Whoa: Former U.S. Attorney General, Longtime Clinton Confidante Both Call for End of Mueller Probe
It’s only Monday, and it has already been an eventful week on the Russia investigation front. We’ll get to the president’s tweets and the DOJ’s response in a moment, but let’s start with a fresh pair of op/eds urging the conclusion of Robert Mueller’s probe. Finding anti-Mueller commentary online isn’t exactly a challenge, but these pieces are noteworthy because of their authors. The first comes from a respected former US Attorney General who served during the last Republican administration, but isn’t known as a partisan fire-breather or bomb-thrower. The other comes from a longtime Democratic strategist with close ties to the Clintons. In an essay penned by Michael Mukasey for USA Today, the former top federal law enforcement officer contends that the current special counsel investigation is operating beyond the bounds of standard operating procedure — and questions its initial legal basis:
This, from a former attorney general, gets to the question of whether there was a proper basis for the Mueller investigation to even start. https://t.co/TOpQyXKf6a
— Brit Hume (@brithume) May 21, 2018
Because Attorney General Jeff Sessions had worked on the Trump campaign, he recused himself from the matter, and so the deputy — Rod Rosenstein — took the decision to appoint a special counsel. The regulations require that such an appointment recite the facts justifying the conclusion that a federal crime was committed, and specify the crime. However, the initial appointment of Robert Mueller did neither, referring instead to a national security investigation that a special counsel has no authority to pursue. Although Rosenstein apparently tried to correct his mistake in a new appointment memo, he has thus far refused to disclose, even to a federal judge, a complete copy of it. In other investigations supposedly implicating a president — Watergate and Whitewater come to mind — we were told what the crime was and what facts justified the investigation. Not here.
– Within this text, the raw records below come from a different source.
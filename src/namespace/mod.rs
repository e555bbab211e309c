//! Namespace scopes.
//!
//! [`NamespaceContext`] is a stack of prefix bindings with one frame per open
//! element. The `xml` and `xmlns` prefixes are bound permanently and can
//! never be declared; the base frame holds no user bindings.

use crate::util::dict::Symbol;

/// The namespace URI bound to the `xml` prefix.
pub const XML_NAMESPACE: &str = "http://www.w3.org/XML/1998/namespace";

/// The namespace URI of `xmlns` attributes.
pub const XMLNS_NAMESPACE: &str = "http://www.w3.org/2000/xmlns/";

/// A stack of prefix-to-URI bindings.
#[derive(Debug, Clone)]
pub struct NamespaceContext {
    /// Binding frames. The empty prefix stands for the default namespace and
    /// a `None` URI records an undeclaration (`xmlns=""`).
    stack: Vec<Vec<(Symbol, Option<Symbol>)>>,
    xml_uri: Symbol,
    xmlns_uri: Symbol,
}

impl NamespaceContext {
    /// Creates a context holding only the base frame.
    #[must_use]
    pub fn new() -> Self {
        Self {
            stack: vec![Vec::new()],
            xml_uri: Symbol::new(XML_NAMESPACE),
            xmlns_uri: Symbol::new(XMLNS_NAMESPACE),
        }
    }

    /// Opens a scope for an element.
    pub fn push_context(&mut self) {
        self.stack.push(Vec::new());
    }

    /// Closes the innermost scope. The base frame is never removed.
    pub fn pop_context(&mut self) {
        if self.stack.len() > 1 {
            self.stack.pop();
        }
    }

    /// Number of open element scopes.
    #[must_use]
    pub fn depth(&self) -> usize {
        self.stack.len() - 1
    }

    /// Binds `prefix` (empty for the default namespace) in the innermost
    /// scope. A later declaration in the same scope replaces an earlier one.
    ///
    /// Returns `false`, without binding anything, for `xml` and `xmlns`,
    /// which are bound implicitly.
    pub fn declare_prefix(&mut self, prefix: &Symbol, uri: Option<Symbol>) -> bool {
        if prefix == "xml" || prefix == "xmlns" {
            return false;
        }
        if let Some(frame) = self.stack.last_mut() {
            if let Some(binding) = frame.iter_mut().find(|(p, _)| p == prefix) {
                binding.1 = uri;
            } else {
                frame.push((prefix.clone(), uri));
            }
        }
        true
    }

    /// Resolves `prefix` (empty for the default namespace).
    #[must_use]
    pub fn get_uri(&self, prefix: &str) -> Option<Symbol> {
        match prefix {
            "xml" => return Some(self.xml_uri.clone()),
            "xmlns" => return Some(self.xmlns_uri.clone()),
            _ => {}
        }
        self.stack
            .iter()
            .rev()
            .flat_map(|frame| frame.iter().rev())
            .find(|(p, _)| p == prefix)
            .and_then(|(_, uri)| uri.clone())
    }

    /// Prefixes declared in the innermost scope, in declaration order.
    pub fn declared_prefixes(&self) -> impl Iterator<Item = &Symbol> {
        self.stack
            .last()
            .into_iter()
            .flat_map(|frame| frame.iter().map(|(p, _)| p))
    }

    /// Drops every scope but the base frame.
    pub fn reset(&mut self) {
        self.stack.truncate(1);
        if let Some(base) = self.stack.first_mut() {
            base.clear();
        }
    }
}

impl Default for NamespaceContext {
    fn default() -> Self {
        Self::new()
    }
}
Nor have any of the charges filed in the Mueller investigation disclosed the Trump campaign’s criminal acceptance or solicitation of help from the Russians. The one indictment that relates to Russian criminality charges that the Russians hacked Democratic Party computers and committed other social media abuse, but says specifically that if the Trump campaign got the benefit of it, that was “unwitting” — i.e., without criminal intent…The ongoing investigation saps the resources and attention of the Trump administration. If the administration cannot function, the burden of this constantly shifting investigation will give rise to a narrative that any failure was due to the Mueller diversion — that the Trump administration was stabbed in the back. That is potentially more damaging to our politics than any salaciousness that might be tossed up by Robert Mueller. For both legal and political reasons, the end of this investigation is overdue.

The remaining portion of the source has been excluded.